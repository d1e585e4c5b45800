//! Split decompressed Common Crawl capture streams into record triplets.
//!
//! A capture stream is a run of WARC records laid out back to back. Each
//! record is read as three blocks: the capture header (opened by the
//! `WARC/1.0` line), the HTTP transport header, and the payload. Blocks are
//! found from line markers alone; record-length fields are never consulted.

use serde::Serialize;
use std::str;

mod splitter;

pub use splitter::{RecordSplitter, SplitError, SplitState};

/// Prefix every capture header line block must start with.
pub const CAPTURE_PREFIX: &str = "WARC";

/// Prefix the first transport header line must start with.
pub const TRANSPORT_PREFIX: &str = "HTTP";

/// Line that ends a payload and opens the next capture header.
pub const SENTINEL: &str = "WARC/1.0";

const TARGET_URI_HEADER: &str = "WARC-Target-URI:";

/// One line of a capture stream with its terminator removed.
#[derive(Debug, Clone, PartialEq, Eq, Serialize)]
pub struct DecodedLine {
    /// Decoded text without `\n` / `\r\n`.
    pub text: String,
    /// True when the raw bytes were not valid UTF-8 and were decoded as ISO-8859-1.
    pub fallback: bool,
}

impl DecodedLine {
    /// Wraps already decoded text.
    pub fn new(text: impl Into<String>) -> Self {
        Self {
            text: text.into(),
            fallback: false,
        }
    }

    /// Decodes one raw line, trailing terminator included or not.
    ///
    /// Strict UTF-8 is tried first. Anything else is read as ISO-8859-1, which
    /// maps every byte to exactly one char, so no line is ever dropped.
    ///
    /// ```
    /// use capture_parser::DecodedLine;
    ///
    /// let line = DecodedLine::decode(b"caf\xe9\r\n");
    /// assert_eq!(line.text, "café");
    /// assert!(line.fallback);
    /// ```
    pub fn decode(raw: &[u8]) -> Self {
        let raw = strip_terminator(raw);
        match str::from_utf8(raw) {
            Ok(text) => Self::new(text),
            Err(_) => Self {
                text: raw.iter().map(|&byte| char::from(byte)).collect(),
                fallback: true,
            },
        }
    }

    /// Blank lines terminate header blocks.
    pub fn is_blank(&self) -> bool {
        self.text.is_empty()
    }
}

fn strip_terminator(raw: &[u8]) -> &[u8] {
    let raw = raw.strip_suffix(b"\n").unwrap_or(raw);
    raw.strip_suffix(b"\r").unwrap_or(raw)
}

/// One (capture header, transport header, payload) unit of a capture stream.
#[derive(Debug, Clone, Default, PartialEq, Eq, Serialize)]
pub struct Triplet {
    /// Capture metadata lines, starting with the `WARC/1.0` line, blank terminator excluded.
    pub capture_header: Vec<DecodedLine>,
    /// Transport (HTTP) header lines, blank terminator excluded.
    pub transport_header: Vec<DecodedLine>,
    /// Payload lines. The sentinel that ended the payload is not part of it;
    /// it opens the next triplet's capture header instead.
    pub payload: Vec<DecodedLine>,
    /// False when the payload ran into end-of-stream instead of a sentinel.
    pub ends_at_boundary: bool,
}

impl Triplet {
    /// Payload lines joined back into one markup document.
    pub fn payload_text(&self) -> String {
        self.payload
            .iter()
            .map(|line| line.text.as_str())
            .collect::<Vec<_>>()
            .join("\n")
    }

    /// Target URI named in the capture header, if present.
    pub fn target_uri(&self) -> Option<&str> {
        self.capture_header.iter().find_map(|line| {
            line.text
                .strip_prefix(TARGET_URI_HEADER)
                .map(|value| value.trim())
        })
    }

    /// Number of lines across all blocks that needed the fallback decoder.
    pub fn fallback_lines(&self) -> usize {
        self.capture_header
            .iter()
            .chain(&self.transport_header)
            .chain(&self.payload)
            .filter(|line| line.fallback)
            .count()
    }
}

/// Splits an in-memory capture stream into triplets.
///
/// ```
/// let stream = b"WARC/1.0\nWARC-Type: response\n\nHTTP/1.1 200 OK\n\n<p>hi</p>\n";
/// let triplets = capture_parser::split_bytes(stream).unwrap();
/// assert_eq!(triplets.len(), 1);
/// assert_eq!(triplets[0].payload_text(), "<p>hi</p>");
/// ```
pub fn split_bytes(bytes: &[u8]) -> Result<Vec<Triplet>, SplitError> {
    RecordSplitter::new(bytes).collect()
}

• • • •

TASK PROMPT: Transcribe the entries above so that nothing in them differs from the original.

TASK ANSWER:
repository d1e585e4c5b45800
//! Split decompressed Common Crawl capture streams into record triplets.
//!
//! A capture stream is a run of WARC records laid out back to back. Each
//! record is read as three blocks: the capture header (opened by the
//! `WARC/1.0` line), the HTTP transport header, and the payload. Blocks are
//! found from line markers alone; record-length fields are never consulted.

use serde::Serialize;
use std::str;

mod splitter;

pub use splitter::{RecordSplitter, SplitError, SplitState};

/// Prefix every capture header line block must start with.
pub const CAPTURE_PREFIX: &str = "WARC";

/// Prefix the first transport header line must start with.
pub const TRANSPORT_PREFIX: &str = "HTTP";

/// Line that ends a payload and opens the next capture header.
pub const SENTINEL: &str = "WARC/1.0";

const TARGET_URI_HEADER: &str = "WARC-Target-URI:";

/// One line of a capture stream with its terminator removed.
#[derive(Debug, Clone, PartialEq, Eq, Serialize)]
pub struct DecodedLine {
    /// Decoded text without `\n` / `\r\n`.
    pub text: String,
    /// True when the raw bytes were not valid UTF-8 and were decoded as ISO-8859-1.
    pub fallback: bool,
}

impl DecodedLine {
    /// Wraps already decoded text.
    pub fn new(text: impl Into<String>) -> Self {
        Self {
            text: text.into(),
            fallback: false,
        }
    }

    /// Decodes one raw line, trailing terminator included or not.
    ///
    /// Strict UTF-8 is tried first. Anything else is read as ISO-8859-1, which
    /// maps every byte to exactly one char, so no line is ever dropped.
    ///
    /// ```
    /// use capture_parser::DecodedLine;
    ///
    /// let line = DecodedLine::decode(b"caf\xe9\r\n");
    /// assert_eq!(line.text, "café");
    /// assert!(line.fallback);
    /// ```
    pub fn decode(raw: &[u8]) -> Self {
        let raw = strip_terminator(raw);
        match str::from_utf8(raw) {
            Ok(text) => Self::new(text),
            Err(_) => Self {
                text: raw.iter().map(|&byte| char::from(byte)).collect(),
                fallback: true,
            },
        }
    }

    /// Blank lines terminate header blocks.
    pub fn is_blank(&self) -> bool {
        self.text.is_empty()
    }
}

fn strip_terminator(raw: &[u8]) -> &[u8] {
    let raw = raw.strip_suffix(b"\n").unwrap_or(raw);
    raw.strip_suffix(b"\r").unwrap_or(raw)
}

/// One (capture header, transport header, payload) unit of a capture stream.
#[derive(Debug, Clone, Default, PartialEq, Eq, Serialize)]
pub struct Triplet {
    /// Capture metadata lines, starting with the `WARC/1.0` line, blank terminator excluded.
    pub capture_header: Vec<DecodedLine>,
    /// Transport (HTTP) header lines, blank terminator excluded.
    pub transport_header: Vec<DecodedLine>,
    /// Payload lines. The sentinel that ended the payload is not part of it;
    /// it opens the next triplet's capture header instead.
    pub payload: Vec<DecodedLine>,
    /// False when the payload ran into end-of-stream instead of a sentinel.
    pub ends_at_boundary: bool,
}

impl Triplet {
    /// Payload lines joined back into one markup document.
    pub fn payload_text(&self) -> String {
        self.payload
            .iter()
            .map(|line| line.text.as_str())
            .collect::<Vec<_>>()
            .join("\n")
    }

    /// Target URI named in the capture header, if present.
    pub fn target_uri(&self) -> Option<&str> {
        self.capture_header.iter().find_map(|line| {
            line.text
                .strip_prefix(TARGET_URI_HEADER)
                .map(|value| value.trim())
        })
    }

    /// Number of lines across all blocks that needed the fallback decoder.
    pub fn fallback_lines(&self) -> usize {
        self.capture_header
            .iter()
            .chain(&self.transport_header)
            .chain(&self.payload)
            .filter(|line| line.fallback)
            .count()
    }
}

/// Splits an in-memory capture stream into triplets.
///
/// ```
/// let stream = b"WARC/1.0\nWARC-Type: response\n\nHTTP/1.1 200 OK\n\n<p>hi</p>\n";
/// let triplets = capture_parser::split_bytes(stream).unwrap();
/// assert_eq!(triplets.len(), 1);
/// assert_eq!(triplets[0].payload_text(), "<p>hi</p>");
/// ```
pub fn split_bytes(bytes: &[u8]) -> Result<Vec<Triplet>, SplitError> {
    RecordSplitter::new(bytes).collect()
}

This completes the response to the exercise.